La stampa 28/4/2009, 28 aprile 2009
PERCHE’ FA PAURA E COME DIFENDERSI
(Domande e risposte)-
Senza diagnosi e cure adeguate il virus degenera e può diventare mortale
Quanto sta diventando pericoloso il virus dell’influenza suina?
«Dipende dai luoghi in cui si è manifestato - risponde Piero Cappuccinelli, professore di microbiologia clinica all’Università di Sassari -. La situazione è in evoluzione, ma dalle ultime notizie disponibili sembra che negli Stati Uniti e in Canada sia meno aggressivo che in Messico e su queste differenze i ricercatori stanno elaborando una serie di ipotesi. Può trattarsi di virus leggermente differenti, ma ci vorrà ancora qualche giorno per saperlo. Un’altra possibilità è legata alla qualità dei sistemi sanitari: il colera, per esempio, ha una mortalità prossima allo zero nei Paesi avanzati, ma può salire al 30% in quelli più poveri».
L’influenza aviaria seminò il panico: qual è la differenza con quella suina?
«Esistono molte varianti dei virus influenzali, che hanno ospiti diversi e preferenziali. E’ probabile che tutti i virus influenzali provengano dai volatili acquatici, ma in seguito hanno imparato a contagiare anche altri animali e l’uomo stesso. Se l’H5N1 si è dimostrato ben adattato agli ucceli, l’H1N1 si trova invece a suo agio negli esseri umani e nei suini. Adattato significa che è in grado di interagire con i recettori delle cellule dell’ospite, di penetrare al loro interno e di moltiplicarsi».
Anche il virus della Spagnola era H1N1: quali sono le somiglianze?
«Il primo H1N1 conosciuto è stato proprio quello dell’epidemia di Spagnola ed è rimasto in circolazione fino agli Anni 50, quando scomparve e fu soppiantato da altre varianti. Negli Anni 70 è ricomparso, modificato, insieme con l’H3N1: l’uno e l’altro sono i responsabili delle epidemie stagionali influenzali, che danno immunità per la variante specifica: ecco perché ogni anno si producono vaccini per contrastare la variante più frequente. Quello messicano appartiene sempre alla famiglia H1N1, ma rappresenta un’ulteriore modificazione».

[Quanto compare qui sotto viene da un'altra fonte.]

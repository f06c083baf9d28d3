//! Long-term Schnorr signing keys identifying protocol participants.

use rand_core::{CryptoRng, RngCore};

use crate::{random_nonzero, Ciphersuite, Error, Field, Group, Scalar, Signature, VerifyingKey};

/// A participant's long-term signing key.
///
/// Every participant of a VSS or DKG run is identified by the verifying key
/// matching one of these; deals are sealed to it and responses are signed
/// with it.
#[derive(Copy, Clone, PartialEq, Eq)]
pub struct SigningKey<C>
where
    C: Ciphersuite,
{
    pub(crate) scalar: Scalar<C>,
}

impl<C> SigningKey<C>
where
    C: Ciphersuite,
{
    /// Generate a new signing key.
    pub fn new<R: RngCore + CryptoRng>(rng: &mut R) -> SigningKey<C> {
        let scalar = random_nonzero::<C, R>(rng);

        SigningKey { scalar }
    }

    /// Creates a SigningKey from a scalar. Returns an error if the scalar is
    /// zero.
    pub fn from_scalar(scalar: Scalar<C>) -> Result<Self, Error> {
        if scalar == <<C::Group as Group>::Field>::zero() {
            return Err(Error::MalformedSigningKey);
        }
        Ok(Self { scalar })
    }

    /// Return the underlying scalar.
    pub fn to_scalar(self) -> Scalar<C> {
        self.scalar
    }

    /// Deserialize from bytes.
    pub fn deserialize(bytes: &[u8]) -> Result<SigningKey<C>, Error> {
        let serialization: <<C::Group as Group>::Field as Field>::Serialization = bytes
            .to_vec()
            .try_into()
            .map_err(|_| Error::MalformedSigningKey)?;
        let scalar = <<C::Group as Group>::Field>::deserialize(&serialization)?;
        Self::from_scalar(scalar)
    }

    /// Serialize `SigningKey` to bytes.
    pub fn serialize(&self) -> Vec<u8> {
        <<C::Group as Group>::Field>::serialize(&self.scalar)
            .as_ref()
            .to_vec()
    }

    /// Create a Schnorr signature over `msg` using this `SigningKey`.
    #[allow(non_snake_case)]
    pub fn sign<R: RngCore + CryptoRng>(&self, rng: &mut R, msg: &[u8]) -> Signature<C> {
        let k = random_nonzero::<C, R>(rng);

        let R = <C::Group>::generator() * k;

        let c = crate::challenge::<C>(&R, &VerifyingKey::<C>::from(*self), msg);

        let z = k + (c.0 * self.scalar);

        Signature { R, z }
    }
}

impl<C> core::fmt::Debug for SigningKey<C>
where
    C: Ciphersuite,
{
    fn fmt(&self, f: &mut core::fmt::Formatter<'_>) -> core::fmt::Result {
        f.debug_tuple("SigningKey").field(&"<redacted>").finish()
    }
}

impl<C> From<&SigningKey<C>> for VerifyingKey<C>
where
    C: Ciphersuite,
{
    fn from(signing_key: &SigningKey<C>) -> Self {
        VerifyingKey::new(C::Group::generator() * signing_key.scalar)
    }
}

impl<C> From<SigningKey<C>> for VerifyingKey<C>
where
    C: Ciphersuite,
{
    fn from(signing_key: SigningKey<C>) -> Self {
        VerifyingKey::<C>::from(&signing_key)
    }
}
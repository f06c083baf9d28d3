//! Helper functions for testing.

use rand_core::{CryptoRng, RngCore};

use crate::{dkg::DistKeyGenerator, Ciphersuite, SigningKey, VerifyingKey};

/// Generate `n` long-term participant keypairs.
pub fn participants<C: Ciphersuite, R: RngCore + CryptoRng>(
    n: u32,
    rng: &mut R,
) -> (Vec<SigningKey<C>>, Vec<VerifyingKey<C>>) {
    let signing_keys: Vec<SigningKey<C>> = (0..n).map(|_| SigningKey::new(rng)).collect();
    let verifying_keys = signing_keys.iter().map(VerifyingKey::from).collect();
    (signing_keys, verifying_keys)
}

/// Create one [`DistKeyGenerator`] per participant.
pub fn generators<C: Ciphersuite, R: RngCore + CryptoRng>(
    signing_keys: &[SigningKey<C>],
    threshold: u32,
    refresh: bool,
    rng: &mut R,
) -> Vec<DistKeyGenerator<C>> {
    let verifying_keys: Vec<VerifyingKey<C>> =
        signing_keys.iter().map(VerifyingKey::from).collect();

    signing_keys
        .iter()
        .map(|sk| {
            if refresh {
                DistKeyGenerator::new_for_refresh(*sk, verifying_keys.clone(), threshold, rng)
            } else {
                DistKeyGenerator::new(*sk, verifying_keys.clone(), threshold, rng)
            }
        })
        .collect::<Result<_, _>>()
        .expect("generator setup must succeed")
}

/// Run a fault-free DKG to completion: exchange every deal and broadcast
/// every response among all participants.
pub fn run_dkg<C: Ciphersuite, R: RngCore + CryptoRng>(
    signing_keys: &[SigningKey<C>],
    threshold: u32,
    refresh: bool,
    rng: &mut R,
) -> Vec<DistKeyGenerator<C>> {
    let mut generators = generators::<C, R>(signing_keys, threshold, refresh, rng);

    // Point-to-point deal delivery, collecting each recipient's response.
    let mut responses = Vec::new();
    for dealer_index in 0..generators.len() {
        let deals = generators[dealer_index]
            .deals(rng)
            .expect("deal emission must succeed");
        for (recipient, deal) in deals {
            let response = generators[recipient as usize]
                .process_deal(&deal, rng)
                .expect("honest deal must process");
            responses.push((recipient, response));
        }
    }

    // Response broadcast to everyone but the issuer.
    for (issuer, response) in &responses {
        for generator in generators.iter_mut() {
            if generator.index() == *issuer {
                continue;
            }
            let justification = generator
                .process_response(response, rng)
                .expect("honest response must process");
            assert!(justification.is_none(), "honest run must not justify");
        }
    }

    generators
}
//! Wire-format round-trips for every message type.

use quorum_ristretto255::{dkg, Ristretto255Sha512, SigningKey, VerifyingKey};
use rand::thread_rng;

fn keys(n: u32) -> Vec<SigningKey> {
    let mut rng = thread_rng();
    (0..n).map(|_| SigningKey::new(&mut rng)).collect()
}

#[test]
fn check_deal_and_response_roundtrip() {
    let mut rng = thread_rng();
    let signing_keys = keys(3);
    let participants: Vec<VerifyingKey> = signing_keys.iter().map(VerifyingKey::from).collect();

    let mut alice =
        dkg::DistKeyGenerator::new(signing_keys[0], participants.clone(), 2, &mut rng).unwrap();
    let mut bob =
        dkg::DistKeyGenerator::new(signing_keys[1], participants.clone(), 2, &mut rng).unwrap();

    let deals = alice.deals(&mut rng).unwrap();
    let deal = deals.get(&1).unwrap();

    let decoded = dkg::Deal::deserialize(&deal.serialize().unwrap()).unwrap();
    assert_eq!(&decoded, deal);

    let response = bob.process_deal(deal, &mut rng).unwrap();
    let decoded = dkg::Response::deserialize(&response.serialize().unwrap()).unwrap();
    assert_eq!(decoded, response);
}

#[test]
fn check_dist_key_share_roundtrip() {
    let mut rng = thread_rng();
    let signing_keys = keys(3);

    let generators = quorum_core::tests::helpers::run_dkg::<Ristretto255Sha512, _>(
        &signing_keys,
        2,
        false,
        &mut rng,
    );
    let key_share = generators[0].dist_key_share().unwrap();

    let decoded = dkg::DistKeyShare::deserialize(&key_share.serialize().unwrap()).unwrap();
    assert_eq!(decoded, key_share);
}

#[test]
fn check_key_roundtrips() {
    let mut rng = thread_rng();
    let signing_key = SigningKey::new(&mut rng);
    let verifying_key = VerifyingKey::from(&signing_key);

    let decoded = SigningKey::deserialize(&signing_key.serialize()).unwrap();
    assert_eq!(decoded, signing_key);

    let decoded = VerifyingKey::deserialize(&verifying_key.serialize()).unwrap();
    assert_eq!(decoded, verifying_key);
}

#[test]
fn check_malformed_rejection() {
    assert!(dkg::Deal::deserialize(b"not a deal").is_err());
    assert!(dkg::DistKeyShare::deserialize(&[]).is_err());

    // Wrong length for a point encoding.
    assert!(VerifyingKey::deserialize(&[0u8; 31]).is_err());
    // Right length, but not a canonical ristretto encoding.
    assert!(VerifyingKey::deserialize(&[0xff; 32]).is_err());
    // The zero scalar is not a valid signing key.
    assert!(SigningKey::deserialize(&[0u8; 32]).is_err());
}
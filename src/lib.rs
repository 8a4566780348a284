//! # pig-dice
//!
//! Two-player Pig: roll to build a turn total, hold to bank it, and lose
//! the turn total on a 1. First banked score to reach the goal wins.
//!
//! ## Design Principles
//!
//! 1. **Injected randomness**: the engine rolls through a `DieSource` passed
//!    in at construction, never a global generator. Tests script the faces.
//!
//! 2. **Validate before mutate**: every operation checks its input first and
//!    returns an explicit `Result`; a rejected call leaves state unchanged.
//!
//! 3. **Whole-document persistence**: the leaderboard rewrites its JSON
//!    document on every change, atomically.
//!
//! ## Modules
//!
//! - `core`: players, dice sources, configuration, errors
//! - `rules`: the `PigGame` turn/score state machine
//! - `policy`: hold/continue decisions for computer seats
//! - `leaderboard`: file-backed player rankings and match log
//! - `simulation`: CPU turns and CPU-vs-CPU matches

pub mod core;
pub mod leaderboard;
pub mod policy;
pub mod rules;
pub mod simulation;

// Re-export commonly used types
pub use crate::core::{
    DieSource, GameConfig, GameError, GameRng, LeaderboardError, Player, PlayerId, PlayerPair,
    PolicyError, ScriptedDie,
};

pub use crate::rules::{GameSnapshot, GameStatus, HoldOutcome, PigGame};

pub use crate::policy::{Difficulty, HoldPolicy, TieredPolicy, TurnContext};

pub use crate::leaderboard::{GameLogRecord, Leaderboard, LeaderboardEntry, PlayerKey};

pub use crate::simulation::{
    play_cpu_turn, MatchRunner, MatchSummary, SelfPlayConfig, TurnEnding, TurnReport,
};
//! Game configuration.
//!
//! `GameConfig` fixes the rules of one match: the target score, the die, and
//! the bonus granted by the cheat command. It is validated once when a game
//! is created and never changes afterwards.

use serde::{Deserialize, Serialize};

use super::error::GameError;

/// Default target score.
pub const DEFAULT_GOAL: u32 = 100;

/// Default number of die faces.
pub const DEFAULT_FACES: u8 = 6;

/// Face that ends the turn and discards unbanked points.
pub const DEFAULT_BUST_FACE: u8 = 1;

/// Points added to the active player's banked score by `cheat`.
pub const DEFAULT_CHEAT_BONUS: u32 = 90;

/// Rules for a single match.
#[derive(Clone, Debug, PartialEq, Eq, Serialize, Deserialize)]
#[serde(default)]
pub struct GameConfig {
    /// Banked score that wins the game. Must be positive.
    pub goal: u32,

    /// Die faces; rolls are uniform in `1..=faces`.
    pub faces: u8,

    /// The losing face.
    pub bust_face: u8,

    /// Bonus applied by the cheat command.
    pub cheat_bonus: u32,
}

impl Default for GameConfig {
    fn default() -> Self {
        Self {
            goal: DEFAULT_GOAL,
            faces: DEFAULT_FACES,
            bust_face: DEFAULT_BUST_FACE,
            cheat_bonus: DEFAULT_CHEAT_BONUS,
        }
    }
}

impl GameConfig {
    /// Create the standard configuration.
    pub fn new() -> Self {
        Self::default()
    }

    /// Set the target score.
    pub fn with_goal(mut self, goal: u32) -> Self {
        self.goal = goal;
        self
    }

    /// Set the number of die faces.
    pub fn with_faces(mut self, faces: u8) -> Self {
        self.faces = faces;
        self
    }

    /// Set the cheat bonus.
    pub fn with_cheat_bonus(mut self, bonus: u32) -> Self {
        self.cheat_bonus = bonus;
        self
    }

    /// Check the configuration before any game state is built.
    pub fn validate(&self) -> Result<(), GameError> {
        if self.goal == 0 {
            return Err(GameError::InvalidGoal { goal: self.goal });
        }
        if self.faces < 2 {
            return Err(GameError::InvalidFaces { faces: self.faces });
        }
        if self.bust_face == 0 || self.bust_face > self.faces {
            return Err(GameError::InvalidBustFace {
                bust: self.bust_face,
                faces: self.faces,
            });
        }
        Ok(())
    }
}

#[cfg(test)]
mod tests {
    use super::*;

    #[test]
    fn test_default_config() {
        let config = GameConfig::default();
        assert_eq!(config.goal, 100);
        assert_eq!(config.faces, 6);
        assert_eq!(config.bust_face, 1);
        assert_eq!(config.cheat_bonus, 90);
        assert!(config.validate().is_ok());
    }

    #[test]
    fn test_builder_pattern() {
        let config = GameConfig::new().with_goal(50).with_faces(8).with_cheat_bonus(10);

        assert_eq!(config.goal, 50);
        assert_eq!(config.faces, 8);
        assert_eq!(config.cheat_bonus, 10);
    }

    #[test]
    fn test_validate_rejects_bad_values() {
        assert_eq!(
            GameConfig::new().with_goal(0).validate(),
            Err(GameError::InvalidGoal { goal: 0 })
        );
        assert_eq!(
            GameConfig::new().with_faces(1).validate(),
            Err(GameError::InvalidFaces { faces: 1 })
        );

        let mut config = GameConfig::new();
        config.bust_face = 7;
        assert_eq!(
            config.validate(),
            Err(GameError::InvalidBustFace { bust: 7, faces: 6 })
        );
    }

    #[test]
    fn test_serialization_fills_missing_fields() {
        let config: GameConfig = serde_json::from_str(r#"{"goal": 30}"#).unwrap();
        assert_eq!(config.goal, 30);
        assert_eq!(config.faces, DEFAULT_FACES);
        assert_eq!(config.cheat_bonus, DEFAULT_CHEAT_BONUS);
    }
}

In Messico si distribuiscono le mascherine: perché sono così importanti?
«Perché l’influenza suina si trasmette come un’influenza classica, con starnuti e colpi di tosse. Ma è anche importante lavarsi spesso le mani: sembra una banalità, ma l’applicazione delle norme basiche di igiene personale permette di eliminare le goccioline di muco che restano attaccate proprio alle mani, che poi portiamo spesso agli occhi, al naso e alla bocca».
Il contagio del virus si manifesta con sintomi specifici?
«No. Si tratta dei sintomi caratteristici dell’influenza classica, dalla tosse e al mal di gola, fino ai dolori muscolari e articolari e alla febbre. E’ dopo un periodo di circa 5-7 giorni che possono poi degenerare in patologie polmonari, anche gravi».
In caso di dubbio, qual è il test da effettuare per la diagnosi?
«Oltre al metodo classico, che consiste nell’isolamento dei virus in colture cellulari, esistono test rapidi e metodiche di biologia molecolare molto efficaci: in parole povere, basta un campione gargarizzato oppure un tampone faringeo per poter individuare la presenza del virus nelle prime vie respiratorie».
In caso di contagio quali sono i farmaci considerati efficaci?
«Le autorità sanitarie consigliano farmaci come oseltamivir e zanamivir, che interferiscono con la replicazione del virus all’interno della cellula, mentre non sembrano funzionare altri farmaci, che agiscono con meccanismi diversi».
Al momento non esiste un vaccino: quanto ci vorrà per produrlo?
«Ci vuole un po’ di tempo - settimane o mesi - perché richiede la coltivazione nelle uova embrionate. L’aspetto positivo, però, è che si tratta della stessa tecnica dei vaccini anti-influenzali che si creano ogni anno e, quindi, non si prevedono i problemi che si conobbero con l’aviaria: era un virus diverso, oltre che aggressivo, capace di distruggere le cellule ospiti prima di replicarsi in quantità».
Molti cominciano ad avere paura dei viaggi in aereo: è sensato andare negli Usa?
«Le autorità sanitarie consigliano di rimandare i viaggi non strettamente necessari in tutte le zone a rischio».
E i cibi a base di carne di maiale? Chi li mangia rischia di infettarsi?
«L’influenza non può essere contratta dalla carne di maiale, se viene adeguatamente trattata: il virus è inattivato dalla cottura».